A pair of bold Ibiza entrepreneurs have come up with a way of making a bit of money by selling the island’s cheapest and most easily available commodity – air. “Aire de Ibiza” tin cans full of “pure and virgin” air cost just €5.90 ($6.5) and are apparently a big hit with tourists looking for special souvenirs.

Selling canned or bottled air isn’t exactly a new business idea. As far as we know, it all started in 2012, when Chinese billionaire Chen Guangbiao started selling cans of fresh air for about $0.80 a piece, as a way of raising awareness to the country’s air pollution problems. It wasn’t meant to be a real business venture, but it got people interested and before long, veritable bottled-air companies started popping out all across the globe. We even mentioned a few here on Oddity Central, like Vitality Air – a startup selling fresh Canadian air mainly to the Chinese market, Air de Montcuq – a company selling cans of fresh air from the French country side, or this group of Russian entrepreneurs selling air from Yeti’s cave.

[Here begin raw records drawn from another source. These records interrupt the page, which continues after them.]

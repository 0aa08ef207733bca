//! The Two-Level Segregated Fit policy: free blocks are filed by size
//! class into buckets found through a two-level bitmap, giving bounded-time
//! allocation and free.
//!
//! A size maps to `(fl, sl)`: `fl` selects the power-of-two range holding
//! the size's most significant bit and `sl` subdivides that range linearly
//! into [`SL_LEN`](crate::consts::SL_LEN) sub-ranges. Sizes below
//! `SIZE_THRESHOLD` are too small to subdivide and share a single exactly-
//! indexed first row.

use core::fmt;
use core::ptr::NonNull;

use crate::block::FreeRef;
use crate::consts::{FLI_SHIFT, FL_LEN, SIZE_THRESHOLD, SLI_LOG2, SL_LEN, UNIT};
use crate::engine::FreeIndex;
use crate::heap::{Policy, RawHeap};
use crate::pool::{PoolMaps, Pools};
use crate::units::{bytes_to_units, units_to_bytes};
use crate::util::{ffs, fls};
use crate::{AllocError, GrowFn, MemorySpan, PoolError};

/// Two-level size-class coordinates. The derived ordering is lexicographic
/// `(fl, sl)`, which the mapping keeps monotonic in the size.
#[derive(Clone, Copy, Debug, PartialEq, Eq, PartialOrd, Ord)]
pub(crate) struct Class {
    pub(crate) fl: u32,
    pub(crate) sl: u32,
}

fn class_of_unchecked(size: usize) -> Class {
    if size < SIZE_THRESHOLD {
        Class {
            fl: 0,
            sl: bytes_to_units(size) as u32,
        }
    } else {
        let msb = fls(size);
        let sl = ((size >> (msb - SLI_LOG2)) ^ SL_LEN) as u32;

        Class {
            fl: msb - FLI_SHIFT + 1,
            sl,
        }
    }
}

/// The class a free block of `size` bytes is filed under.
pub(crate) fn class_of(size: usize) -> Class {
    debug_assert_eq!(size % UNIT, 0);

    let class = class_of_unchecked(size);
    debug_assert!((class.fl as usize) < FL_LEN);
    debug_assert!((class.sl as usize) < SL_LEN);

    class
}

/// Biases a request upward so that the class it maps to only holds blocks
/// large enough to satisfy it. `None` means no representable block could.
pub(crate) fn round_up_for_search(size: usize) -> Option<usize> {
    if size < SIZE_THRESHOLD {
        // linear classes are exact; nothing to round
        Some(size)
    } else {
        let bias = (1usize << (fls(size) - SLI_LOG2)) - 1;
        size.checked_add(bias)
    }
}

/// Smallest block size filed under `class`.
pub(crate) fn class_floor(class: Class) -> usize {
    if class.fl == 0 {
        units_to_bytes(class.sl as usize)
    } else {
        let msb = class.fl + FLI_SHIFT - 1;
        (1usize << msb) + ((class.sl as usize) << (msb - SLI_LOG2))
    }
}

pub(crate) struct TlsfIndex {
    fl_bitmap: usize,
    sl_bitmaps: [u16; FL_LEN],
    buckets: [[Option<FreeRef>; SL_LEN]; FL_LEN],
}

impl TlsfIndex {
    pub(crate) const fn new() -> Self {
        TlsfIndex {
            fl_bitmap: 0,
            sl_bitmaps: [0; FL_LEN],
            buckets: [[None; SL_LEN]; FL_LEN],
        }
    }

    fn set_bit(&mut self, class: Class) {
        self.fl_bitmap |= 1 << class.fl;
        self.sl_bitmaps[class.fl as usize] |= 1 << class.sl;
    }

    fn clear_bit(&mut self, class: Class) {
        self.sl_bitmaps[class.fl as usize] &= !(1 << class.sl);
        if self.sl_bitmaps[class.fl as usize] == 0 {
            self.fl_bitmap &= !(1 << class.fl);
        }
    }

    /// The central TLSF step: the first non-empty bucket at or above
    /// `class`, found with two bit scans and no loops.
    fn find_suitable(&self, class: Class) -> Option<Class> {
        let masked = self.sl_bitmaps[class.fl as usize] & (!0u16 << class.sl);
        if masked != 0 {
            return Some(Class {
                fl: class.fl,
                sl: ffs(masked as usize),
            });
        }

        let rows = self.fl_bitmap & (!0usize << (class.fl + 1));
        if rows == 0 {
            return None;
        }

        let fl = ffs(rows);
        let sl = ffs(self.sl_bitmaps[fl as usize] as usize);

        Some(Class { fl, sl })
    }

    unsafe fn pop_head(&mut self, class: Class) -> FreeRef {
        let head = match self.buckets[class.fl as usize][class.sl as usize] {
            Some(head) => head,
            None => unreachable!("bitmap marked an empty bucket as populated"),
        };
        debug_assert!(head.prev_free().is_none());

        let next = head.next_free();
        if let Some(next) = next {
            next.set_prev_free(None);
            head.set_next_free(None);
        }
        self.buckets[class.fl as usize][class.sl as usize] = next;
        if next.is_none() {
            self.clear_bit(class);
        }

        head
    }

    #[cfg(test)]
    pub(crate) fn assert_consistent(&self) {
        for fl in 0..FL_LEN {
            for sl in 0..SL_LEN {
                let marked = self.sl_bitmaps[fl] & (1 << sl) != 0;
                assert_eq!(marked, self.buckets[fl][sl].is_some());

                let mut cur = self.buckets[fl][sl];
                while let Some(block) = cur {
                    assert_eq!(
                        class_of(block.size()),
                        Class {
                            fl: fl as u32,
                            sl: sl as u32
                        }
                    );
                    cur = block.next_free();
                }
            }
            assert_eq!(self.fl_bitmap & (1 << fl) != 0, self.sl_bitmaps[fl] != 0);
        }
    }
}

impl FreeIndex for TlsfIndex {
    unsafe fn insert(&mut self, block: FreeRef) {
        let class = class_of(block.size());
        let head = self.buckets[class.fl as usize][class.sl as usize];

        block.set_prev_free(None);
        block.set_next_free(head);
        if let Some(head) = head {
            head.set_prev_free(Some(block));
        }

        self.buckets[class.fl as usize][class.sl as usize] = Some(block);
        self.set_bit(class);
    }

    unsafe fn remove(&mut self, block: FreeRef) {
        let next = block.next_free();
        let prev = block.prev_free();

        if let Some(prev) = prev {
            prev.set_next_free(next);
        } else {
            // head of its bucket; the bitmap update must not be separated
            // from the unlink
            let class = class_of(block.size());
            debug_assert_eq!(
                self.buckets[class.fl as usize][class.sl as usize],
                Some(block)
            );

            self.buckets[class.fl as usize][class.sl as usize] = next;
            if next.is_none() {
                self.clear_bit(class);
            }
        }
        if let Some(next) = next {
            next.set_prev_free(prev);
        }

        block.clear_links();
    }
}

impl Policy for TlsfIndex {
    unsafe fn pop_fit(&mut self, amt: usize) -> Option<FreeRef> {
        let rounded = round_up_for_search(amt)?;
        let hit = self.find_suitable(class_of_unchecked(rounded))?;

        let block = self.pop_head(hit);
        debug_assert!(block.size() >= amt);

        Some(block)
    }
}

/// The Two-Level Segregated Fit allocator.
///
/// `allocate` and `free` complete within a bounded number of steps
/// regardless of the number and sizes of free blocks: finding a fitting
/// block is two bitmap scans, and coalescing touches at most the two
/// physical neighbors.
///
/// The allocator serves requests only from the pools registered through
/// [`add_pool`](Tlsf::add_pool) and, when those are exhausted, from a pool
/// obtained through the optional grow callback. It never calls any OS
/// allocation primitive itself.
pub struct Tlsf {
    heap: RawHeap<TlsfIndex>,
}

impl Tlsf {
    /// Constructs an allocator with no pools and no grow callback.
    pub const fn new() -> Self {
        Tlsf {
            heap: RawHeap::new(TlsfIndex::new(), None),
        }
    }

    /// Constructs an allocator that asks `grow` for a fresh pool whenever
    /// every registered pool is exhausted.
    ///
    /// `grow` must not call back into this allocator, directly or
    /// indirectly; the allocator's structures are in a transient state
    /// while it runs.
    pub const fn with_grow(grow: GrowFn) -> Self {
        Tlsf {
            heap: RawHeap::new(TlsfIndex::new(), Some(grow)),
        }
    }

    /// Sets the floor for grow-callback requests (default
    /// [`DEFAULT_GROW_BYTES`](crate::DEFAULT_GROW_BYTES)).
    pub fn set_grow_min(&mut self, bytes: usize) {
        self.heap.set_grow_min(bytes);
    }

    /// Registers `span` as a new pool and returns its usable size in bytes.
    ///
    /// Fails with [`PoolError::TooSmall`], registering nothing, if the
    /// span cannot hold the pool metadata plus one minimal block.
    pub fn add_pool(&mut self, span: MemorySpan) -> Result<usize, PoolError> {
        self.heap.add_pool(span)
    }

    /// Allocates `len` bytes, aligned to [`UNIT`](crate::UNIT) bytes.
    ///
    /// On failure the allocator is left exactly as it was; existing
    /// allocations are never disturbed.
    pub fn allocate(&mut self, len: usize) -> Result<NonNull<u8>, AllocError> {
        self.heap.allocate(len)
    }

    /// Returns an allocation to the allocator.
    ///
    /// # Safety
    ///
    /// `ptr` must have been returned by this allocator and not freed since.
    pub unsafe fn free(&mut self, ptr: NonNull<u8>) {
        self.heap.free(ptr)
    }

    /// Resizes an allocation: in place when possible, otherwise by
    /// allocate + copy + free. `ptr == None` behaves as
    /// [`allocate`](Tlsf::allocate); `new_len == 0` behaves as
    /// [`free`](Tlsf::free) and returns `Ok(None)`.
    ///
    /// # Safety
    ///
    /// `ptr`, when present, must have been returned by this allocator and
    /// not freed since. On success the old pointer is invalidated.
    pub unsafe fn resize(
        &mut self,
        ptr: Option<NonNull<u8>>,
        new_len: usize,
    ) -> Result<Option<NonNull<u8>>, AllocError> {
        self.heap.resize(ptr, new_len)
    }

    /// Iterates over the registered pools for diagnostics.
    pub fn pools(&self) -> Pools<'_> {
        self.heap.pools()
    }

    #[cfg(test)]
    pub(crate) fn assert_index_consistent(&self) {
        self.heap.index.assert_consistent();
    }
}

impl Default for Tlsf {
    fn default() -> Self {
        Self::new()
    }
}

impl fmt::Debug for Tlsf {
    fn fmt(&self, f: &mut fmt::Formatter<'_>) -> fmt::Result {
        f.debug_struct("Tlsf")
            .field("fl_bitmap", &self.heap.index.fl_bitmap)
            .field("pools", &PoolMaps(self.pools()))
            .finish()
    }
}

But while the air cans sold by the companies mentioned above can be opened and savored, Aire de Ibiza tins are sealed shut on purpose, to prevent buyers from opening them. They are designed merely as souvenirs for tourists meant to bring back memories of their time on the island. While you’ll never be able to check for yourself, unless you’re willing to ruin the souvenir, the brilliant minds behind Aire de Ibiza claim that each can is filled with “100 percent pure air, no additives, made in Spain and gluten free”. The tongue-in-cheek description is a nice touch, but is it worth $6.5? Some people certainly don’t think so.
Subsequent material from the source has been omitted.